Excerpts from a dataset
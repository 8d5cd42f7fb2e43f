//! `#[handler]` attribute for pyre-router.
//!
//! ```ignore
//! #[handler]
//! pub fn body(body: Body, request: &mut Request) -> anyhow::Result<serde_json::Value> {
//!     Ok(json!({ "body": body }))
//! }
//! ```
//!
//! becomes `pub fn body() -> Handler` whose manifest declares `body: Body`
//! then `request: Request`, in source order. Owned parameters are moved out
//! of the resolved arguments; a `&Request` or `&mut Request` parameter
//! borrows the live request. Only pyre_router's own `Request` qualifies;
//! borrowing any other type named `Request` is a compile error.

use proc_macro::TokenStream;
use proc_macro2::{Span, TokenStream as TokenStream2};
use quote::{format_ident, quote};
use syn::{
    parse_macro_input, spanned::Spanned, FnArg, Ident, ItemFn, LitStr, Pat, Type, TypeReference,
};

struct ParamSpec {
    ident: Ident,
    name: String,
    kind: ParamKind,
}

enum ParamKind {
    Owned(Type),
    Request(TypeReference),
}

/// How a parameter type relates to the live request.
enum RequestRef {
    /// `Request`, `request::Request` or `pyre_router::request::Request`
    Live,
    /// Some other type that happens to be named `Request`
    Foreign,
    NotRequest,
}

fn classify(ty: &Type) -> RequestRef {
    let path = match ty {
        Type::Paren(p) => return classify(&p.elem),
        Type::Group(g) => return classify(&g.elem),
        Type::Path(p) if p.qself.is_none() => &p.path,
        _ => return RequestRef::NotRequest,
    };
    let Some(last) = path.segments.last() else {
        return RequestRef::NotRequest;
    };
    if last.ident != "Request" {
        return RequestRef::NotRequest;
    }
    if !last.arguments.is_empty() {
        return RequestRef::Foreign;
    }
    let prefix: Vec<String> = path
        .segments
        .iter()
        .rev()
        .skip(1)
        .map(|seg| seg.ident.to_string())
        .collect();
    let live = match prefix.as_slice() {
        [] => true,
        [m] => m == "request" || m == "pyre_router",
        [m, root] => m == "request" && (root == "pyre_router" || root == "crate"),
        _ => false,
    };
    if live {
        RequestRef::Live
    } else {
        RequestRef::Foreign
    }
}

fn collect_params(func: &ItemFn) -> syn::Result<Vec<ParamSpec>> {
    let mut params = Vec::with_capacity(func.sig.inputs.len());
    let mut request_seen: Option<Span> = None;

    for input in &func.sig.inputs {
        let typed = match input {
            FnArg::Receiver(r) => {
                return Err(syn::Error::new(
                    r.span(),
                    "#[handler] functions cannot take `self`",
                ))
            }
            FnArg::Typed(t) => t,
        };
        let ident = match &*typed.pat {
            Pat::Ident(p) if p.by_ref.is_none() && p.subpat.is_none() => p.ident.clone(),
            other => {
                return Err(syn::Error::new(
                    other.span(),
                    "#[handler] parameters must be plain identifiers",
                ))
            }
        };
        let name = syn::ext::IdentExt::unraw(&ident).to_string();

        let kind = match &*typed.ty {
            Type::Reference(r) if matches!(classify(&r.elem), RequestRef::Foreign) => {
                return Err(syn::Error::new(
                    r.elem.span(),
                    "only pyre_router's `Request` may be borrowed; this type is a different `Request`",
                ))
            }
            Type::Reference(r) if matches!(classify(&r.elem), RequestRef::Live) => {
                if let Some(first) = request_seen {
                    let mut err = syn::Error::new(
                        typed.ty.span(),
                        "a handler may take the request at most once",
                    );
                    err.combine(syn::Error::new(first, "request first taken here"));
                    return Err(err);
                }
                request_seen = Some(typed.ty.span());
                ParamKind::Request(r.clone())
            }
            Type::Reference(r) => {
                return Err(syn::Error::new(
                    r.span(),
                    "only `&Request` or `&mut Request` may be borrowed; other parameters are owned",
                ))
            }
            ty => ParamKind::Owned(ty.clone()),
        };
        params.push(ParamSpec { ident, name, kind });
    }
    Ok(params)
}

fn parse_name(attr: TokenStream2, default: &Ident) -> syn::Result<LitStr> {
    let mut name = LitStr::new(
        &syn::ext::IdentExt::unraw(default).to_string(),
        default.span(),
    );
    let parser = syn::meta::parser(|meta| {
        if meta.path.is_ident("name") {
            name = meta.value()?.parse()?;
            Ok(())
        } else {
            Err(meta.error("unsupported #[handler] option; expected `name = \"...\"`"))
        }
    });
    syn::parse::Parser::parse2(parser, attr)?;
    Ok(name)
}

fn expand(attr: TokenStream2, func: ItemFn) -> syn::Result<TokenStream2> {
    let sig = &func.sig;
    if let Some(asyncness) = &sig.asyncness {
        return Err(syn::Error::new(
            asyncness.span(),
            "#[handler] functions must be synchronous",
        ));
    }
    if !sig.generics.params.is_empty() {
        return Err(syn::Error::new(
            sig.generics.span(),
            "#[handler] functions cannot be generic",
        ));
    }

    let handler_name = parse_name(attr, &sig.ident)?;
    let params = collect_params(&func)?;

    let vis = &func.vis;
    let attrs = &func.attrs;
    let outer_ident = &sig.ident;
    let inner_ident = format_ident!("__{}_body", sig.ident);

    let mut inner_sig = sig.clone();
    inner_sig.ident = inner_ident.clone();
    let block = &func.block;

    let declare = params.iter().map(|p| {
        let name = &p.name;
        match &p.kind {
            ParamKind::Owned(ty) => quote! { .param::<#ty>(#name) },
            ParamKind::Request(r) => {
                let elem = &r.elem;
                quote! { .param::<#elem>(#name) }
            }
        }
    });

    let args = format_ident!("__args");
    // owned values first; taking the request consumes the arguments
    let takes = params.iter().filter_map(|p| match &p.kind {
        ParamKind::Owned(ty) => {
            let ident = &p.ident;
            let name = &p.name;
            Some(quote! { let #ident: #ty = #args.take::<#ty>(#name)?; })
        }
        ParamKind::Request(_) => None,
    });
    let borrow = params.iter().find_map(|p| match &p.kind {
        ParamKind::Request(r) => {
            let ident = &p.ident;
            let name = &p.name;
            Some(quote! { let #ident: #r = #args.into_request(#name)?; })
        }
        ParamKind::Owned(_) => None,
    });
    let call_args = params.iter().map(|p| &p.ident);

    let has_owned = params.iter().any(|p| matches!(p.kind, ParamKind::Owned(_)));
    let binding = if params.is_empty() {
        quote! { _ }
    } else if has_owned {
        quote! { mut #args }
    } else {
        quote! { #args }
    };

    Ok(quote! {
        #(#attrs)*
        #[must_use]
        #vis fn #outer_ident() -> ::pyre_router::handler::Handler {
            #[allow(clippy::needless_pass_by_value)]
            #inner_sig #block

            ::pyre_router::handler::Handler::builder(#handler_name)
                #(#declare)*
                .build(|#binding| {
                    #(#takes)*
                    #borrow
                    #inner_ident(#(#call_args),*)
                })
        }
    })
}

/// Turn `fn name(params) -> anyhow::Result<R>` into `fn name() -> Handler`.
///
/// Options: `#[handler(name = "custom")]` overrides the handler name, which
/// otherwise is the function name.
#[proc_macro_attribute]
pub fn handler(attr: TokenStream, item: TokenStream) -> TokenStream {
    let func = parse_macro_input!(item as ItemFn);
    match expand(attr.into(), func) {
        Ok(tokens) => tokens.into(),
        Err(err) => err.to_compile_error().into(),
    }
}
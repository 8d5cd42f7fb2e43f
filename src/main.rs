fn main() -> anyhow::Result<()> {
    pyre_router::cli::run_cli()
}
//! Discover / add / update / remove against the in-memory org.

use busbar_sf_adapters::adapter::annotations::{
    API_NAME, DEFAULT, FIELD_LEVEL_SECURITY, LABEL, PICKLIST_VALUES, REQUIRED,
};
use busbar_sf_adapters::{AdapterConfig, Element, ObjectType, SalesforceAdapter};
use serde_json::json;

use super::common::{init_tracing, FakeOrg};

fn names(elements: &[ObjectType]) -> Vec<&str> {
    elements.iter().map(|e| e.elem_id.name()).collect()
}

fn find<'a>(elements: &'a [ObjectType], name: &str) -> &'a ObjectType {
    elements
        .iter()
        .find(|e| e.elem_id.name() == name)
        .unwrap_or_else(|| panic!("no element named {name}"))
}

fn lead(adapter: &SalesforceAdapter<FakeOrg>) -> ObjectType {
    let mapper = adapter.type_mapper();
    let mut lead = ObjectType::new(mapper.elem_id("lead"));
    lead.add_field("score", mapper.get_type("double"));
    lead.add_field("active", mapper.get_type("boolean"));
    lead.add_field("description", mapper.get_type("string"));
    lead
}

// ============================================================================
// Full cycle
// ============================================================================

#[tokio::test]
async fn test_discover_add_update_remove_cycle() {
    init_tracing();
    let adapter = SalesforceAdapter::new(FakeOrg::with_account());

    // Discover the initial org
    let elements = adapter.discover().await.unwrap();
    assert_eq!(names(&elements), vec!["account", "apex_class"]);

    let account = find(&elements, "account");
    let name = account.field("name").unwrap();
    assert_eq!(name.annotation_str(LABEL), Some("Account Name"));
    assert_eq!(name.annotation(REQUIRED), Some(&json!(true)));
    assert_eq!(
        name.annotation(FIELD_LEVEL_SECURITY),
        Some(&json!({ "admin": { "editable": true, "readable": true } }))
    );
    let industry = account.field("industry").unwrap();
    assert_eq!(
        industry.annotation(PICKLIST_VALUES),
        Some(&json!(["Banking", "Energy"]))
    );
    assert!(industry.annotation(FIELD_LEVEL_SECURITY).is_none());

    let apex_class = find(&elements, "apex_class");
    assert_eq!(
        apex_class.field("api_version").unwrap().annotation(REQUIRED),
        Some(&json!(true))
    );
    assert_eq!(
        apex_class.field("status").unwrap().annotation(DEFAULT),
        Some(&json!("Active"))
    );

    // Add a custom object
    let created = adapter.add(&lead(&adapter)).await.unwrap();
    assert_eq!(created.annotation_str(API_NAME), Some("Lead__c"));

    let org = adapter.client();
    assert!(org.has_object("Lead__c"));
    assert_eq!(
        org.field_names("Lead__c"),
        vec!["Active__c", "Description__c", "Score__c"]
    );
    assert_eq!(org.field("Lead__c", "Score__c").unwrap().precision, Some(18));
    assert_eq!(org.field("Lead__c", "Description__c").unwrap().length, Some(80));
    assert_eq!(
        org.field("Lead__c", "Active__c").unwrap().default_value.as_deref(),
        Some("false")
    );

    let elements = adapter.discover().await.unwrap();
    assert_eq!(names(&elements), vec!["account", "lead", "apex_class"]);
    let discovered = find(&elements, "lead");
    assert_eq!(discovered.annotation_str(API_NAME), Some("Lead__c"));
    assert_eq!(
        discovered.field("score").unwrap().annotation(FIELD_LEVEL_SECURITY),
        Some(&json!({ "admin": { "editable": true, "readable": true } }))
    );

    // Replace `description` with a `rating` picklist
    let mut lead_v2 = created.clone();
    lead_v2.fields.remove("description");
    let rating = lead_v2.add_field("rating", adapter.type_mapper().get_type("picklist"));
    rating.set_annotation(PICKLIST_VALUES, json!(["Hot", "Cold"]));
    rating.set_annotation(DEFAULT, "Hot");

    let updated = adapter.update(&created, &lead_v2).await.unwrap();
    assert_eq!(
        updated.field("rating").unwrap().annotation_str(API_NAME),
        Some("Rating__c")
    );
    assert_eq!(
        org.field_names("Lead__c"),
        vec!["Active__c", "Rating__c", "Score__c"]
    );
    let picklist = org.field("Lead__c", "Rating__c").unwrap();
    assert_eq!(picklist.field_type, "Picklist");
    let defaults: Vec<_> = picklist
        .picklist_values
        .unwrap()
        .into_iter()
        .filter(|v| v.default)
        .map(|v| v.full_name)
        .collect();
    assert_eq!(defaults, vec!["Hot"]);

    let elements = adapter.discover().await.unwrap();
    let rating = find(&elements, "lead").field("rating").unwrap();
    assert_eq!(rating.annotation(DEFAULT), Some(&json!("Hot")));
    assert_eq!(
        rating.annotation(FIELD_LEVEL_SECURITY),
        Some(&json!({ "admin": { "editable": true, "readable": true } }))
    );

    // Remove it again
    adapter.remove(&updated).await.unwrap();
    assert!(!org.has_object("Lead__c"));
    let elements = adapter.discover().await.unwrap();
    assert_eq!(names(&elements), vec!["account", "apex_class"]);
}

// ============================================================================
// Failures
// ============================================================================

#[tokio::test]
async fn test_add_existing_object_fails() {
    init_tracing();
    let adapter = SalesforceAdapter::new(FakeOrg::with_account());
    adapter.add(&lead(&adapter)).await.unwrap();

    let err = adapter.add(&lead(&adapter)).await.unwrap_err();
    assert_eq!(err.to_string(), "There is already an object named Lead__c");
}

#[tokio::test]
async fn test_remove_missing_object_fails() {
    let adapter = SalesforceAdapter::new(FakeOrg::with_account());
    let ghost = ObjectType::new(adapter.type_mapper().elem_id("ghost"));

    let err = adapter.remove(&ghost).await.unwrap_err();
    assert_eq!(err.to_string(), "No CustomObject named Ghost__c");
}

#[tokio::test]
async fn test_update_renamed_object_leaves_org_untouched() {
    let adapter = SalesforceAdapter::new(FakeOrg::with_account());
    let created = adapter.add(&lead(&adapter)).await.unwrap();

    let mut renamed = created.clone();
    renamed.set_annotation(API_NAME, "Prospect__c");
    renamed.fields.clear();

    let err = adapter.update(&created, &renamed).await.unwrap_err();
    assert!(err.to_string().contains("prev=Lead__c"));
    assert_eq!(adapter.client().field_names("Lead__c").len(), 3);
}

// ============================================================================
// Configuration
// ============================================================================

#[tokio::test]
async fn test_custom_namespace_and_admin_profile() {
    let config = AdapterConfig::builder()
        .with_namespace("crm")
        .with_system_admin_profile("System Administrator")
        .exclude_metadata_type("ApexClass")
        .build();
    let adapter = SalesforceAdapter::with_config(FakeOrg::with_account(), config);

    adapter.add(&lead(&adapter)).await.unwrap();

    let elements = adapter.discover().await.unwrap();
    assert_eq!(names(&elements), vec!["account", "lead"]);
    assert!(elements.iter().all(|e| e.elem_id.adapter() == "crm"));

    let score = find(&elements, "lead").field("score").unwrap();
    assert_eq!(
        score.annotation(FIELD_LEVEL_SECURITY),
        Some(&json!({ "system_administrator": { "editable": true, "readable": true } }))
    );
}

**Problem**
From the opening line of the data above, please print each line as written up to and including the line that contains "fn body() ->", and nothing more.

**Output below**
repository 8d5cd42f7fb2e43f
//! `#[handler]` attribute for pyre-router.
//!
//! ```ignore
//! #[handler]
//! pub fn body(body: Body, request: &mut Request) -> anyhow::Result<serde_json::Value> {
//!     Ok(json!({ "body": body }))
//! }
//! ```
//!
//! becomes `pub fn body() -> Handler` whose manifest declares `body: Body`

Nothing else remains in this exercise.